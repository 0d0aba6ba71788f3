use axum::{
    extract::{Path, State},
    Json,
};
use bson::oid::ObjectId;
use serde::{Deserialize, Serialize};

use crate::{
    config::LifecyclePolicy,
    error::{Error, Resource},
    notify::{DynNotifier, Notification},
    store::{AlertFilter, DynStore},
    util::{now, FormattedDateTime, JsonBody, ObjectIdString, PathObjectId, QueryParams},
};

use super::{
    auth::{UserModel, UserRole},
    custody::HandoverRecordModel,
    lifecycle::ParcelStatus,
    parcel::{ParcelModel, ParcelResponse},
};

#[derive(Serialize, Deserialize, Debug, Clone, Copy, PartialEq, Eq)]
pub enum AlertType {
    SkippedHandler,
    CustodyTimeout,
    CheckpointMismatch,
    Escalation,
}

#[derive(Serialize, Deserialize, Debug, Clone, PartialEq)]
pub struct TamperAlertModel {
    #[serde(rename = "_id")]
    pub id: ObjectId,

    pub parcel_id: ObjectId,
    pub parcel_tracking_id: String,
    pub handler_id: ObjectId,
    pub handler_name: String,

    pub alert_type: AlertType,
    pub description: String,
    pub location: String,
    pub timestamp: bson::DateTime,

    pub resolved: bool,
    pub resolved_by: Option<ObjectId>,
    pub resolved_at: Option<bson::DateTime>,
}

#[derive(Serialize, Deserialize, Debug, Clone)]
#[serde(rename_all = "camelCase")]
pub struct TamperAlertResponse {
    pub id: ObjectIdString,

    pub parcel_id: ObjectIdString,
    pub parcel_tracking_id: String,
    pub handler_id: ObjectIdString,
    pub handler_name: String,

    pub alert_type: AlertType,
    pub description: String,
    pub location: String,
    pub timestamp: FormattedDateTime,

    pub resolved: bool,
    pub resolved_by: Option<ObjectIdString>,
    pub resolved_at: Option<FormattedDateTime>,
}

impl From<TamperAlertModel> for TamperAlertResponse {
    fn from(value: TamperAlertModel) -> Self {
        Self {
            id: value.id.into(),
            parcel_id: value.parcel_id.into(),
            parcel_tracking_id: value.parcel_tracking_id,
            handler_id: value.handler_id.into(),
            handler_name: value.handler_name,
            alert_type: value.alert_type,
            description: value.description,
            location: value.location,
            timestamp: value.timestamp.into(),
            resolved: value.resolved,
            resolved_by: value.resolved_by.map(Into::into),
            resolved_at: value.resolved_at.map(Into::into),
        }
    }
}

struct Suspicion<'a> {
    alert_type: AlertType,
    description: String,
    location: &'a str,
    timestamp: bson::DateTime,
}

fn raise(
    parcel: &ParcelModel,
    actor: &UserModel,
    suspicion: Suspicion<'_>,
    open_alerts: usize,
    policy: &LifecyclePolicy,
) -> TamperAlertModel {
    let Suspicion {
        alert_type,
        description,
        location,
        timestamp,
    } = suspicion;

    let (alert_type, description) = if open_alerts >= policy.escalation_threshold {
        (
            AlertType::Escalation,
            format!("{description} ({open_alerts} unresolved alerts)"),
        )
    } else {
        (alert_type, description)
    };

    TamperAlertModel {
        id: ObjectId::new(),
        parcel_id: parcel.id,
        parcel_tracking_id: parcel.tracking_id.clone(),
        handler_id: actor.id,
        handler_name: actor.name.clone(),
        alert_type,
        description,
        location: location.to_string(),
        timestamp,
        resolved: false,
        resolved_by: None,
        resolved_at: None,
    }
}
pub mod api;
pub mod app;
pub mod config;
pub mod error;
pub mod notify;
pub mod store;
pub mod util;
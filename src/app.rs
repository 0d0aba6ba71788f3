use std::sync::Arc;

use axum::{extract::FromRef, http::Uri, routing, Router};

use crate::{
    api::v1::{account, auth, custody, lifecycle, parcel, tamper, token::JwtState, user},
    config::{Config, LifecyclePolicy},
    error::{Error, Resource},
    notify::{DynNotifier, LogNotifier},
    store::{DynStore, MemoryStore, MongoStore},
};

#[derive(FromRef, Clone)]
pub struct AppState {
    pub argon: argon2::Argon2<'static>,
    pub jwt_state: JwtState,

    pub store: DynStore,
    pub notifier: DynNotifier,
    pub policy: LifecyclePolicy,
}

impl AppState {
    pub fn with_parts(
        config: &Config,
        store: DynStore,
        notifier: DynNotifier,
    ) -> Result<Self, Error> {
        let jwt_state = JwtState::new(
            &config.jwt_keys,
            config.access_token_ttl,
            config.refresh_token_ttl,
        )?;

        Ok(Self {
            argon: argon2::Argon2::default(),
            jwt_state,

            store,
            notifier,
            policy: config.lifecycle,
        })
    }

    pub async fn new(config: &Config) -> Result<Self, Error> {
        let store: DynStore = match &config.mongodb_uri {
            Some(uri) => {
                let store = MongoStore::connect(uri, &config.database_name).await?;
                store.run_migration().await?;
                tracing::info!(database = %config.database_name, "using mongodb store");
                Arc::new(store)
            }
            None => {
                tracing::warn!("MONGODB_URI is not set, data lives in memory only");
                Arc::new(MemoryStore::new())
            }
        };

        let state = Self::with_parts(config, store, Arc::new(LogNotifier))?;

        if let Some(admin) = &config.bootstrap_admin {
            auth::seed_admin(&state.store, &state.argon, admin).await?;
        }

        Ok(state)
    }
}

async fn fallback(uri: Uri) -> Error {
    Error::NotFound(Resource::Route(uri))
}

pub fn router(state: AppState) -> Router {
    let v1 = Router::new()
        .nest(
            "/auth",
            Router::new()
                .route("/register", routing::post(auth::register))
                .route("/login", routing::post(auth::login))
                .route("/logout", routing::post(auth::logout))
                .route("/refresh", routing::post(auth::refresh_access_token))
                .route("/profile", routing::get(user::profile)),
        )
        .nest(
            "/accounts",
            Router::new()
                .route("/", routing::get(account::index))
                .route("/:id/role", routing::put(account::set_role)),
        )
        .nest(
            "/parcels",
            Router::new()
                .route("/", routing::get(parcel::index).post(parcel::create))
                .route("/sender/:sender_id", routing::get(parcel::index_by_sender))
                .route("/:tracking_id", routing::get(parcel::show))
                .route(
                    "/:tracking_id/status",
                    routing::put(lifecycle::transition_status),
                )
                .route(
                    "/:tracking_id/otp",
                    routing::post(lifecycle::verify_delivery_otp),
                )
                .route(
                    "/:tracking_id/checkpoint",
                    routing::post(tamper::verify_checkpoint),
                )
                .route("/:tracking_id/history", routing::get(custody::history)),
        )
        .route(
            "/handlers/:handler_id/history",
            routing::get(custody::handler_history),
        )
        .nest(
            "/alerts",
            Router::new()
                .route("/", routing::get(tamper::index))
                .route("/:id/resolve", routing::post(tamper::resolve)),
        );

    Router::new()
        .nest("/api/v1", v1)
        .fallback(fallback)
        .with_state(state)
        .layer(tower_http::cors::CorsLayer::permissive())
        .layer(tower_http::trace::TraceLayer::new_for_http())
}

# # # #

# About this task:
Copy every line from the records above that contains the string "MongoStore".

# Exercise response:
    store::{DynStore, MemoryStore, MongoStore},
                let store = MongoStore::connect(uri, &config.database_name).await?;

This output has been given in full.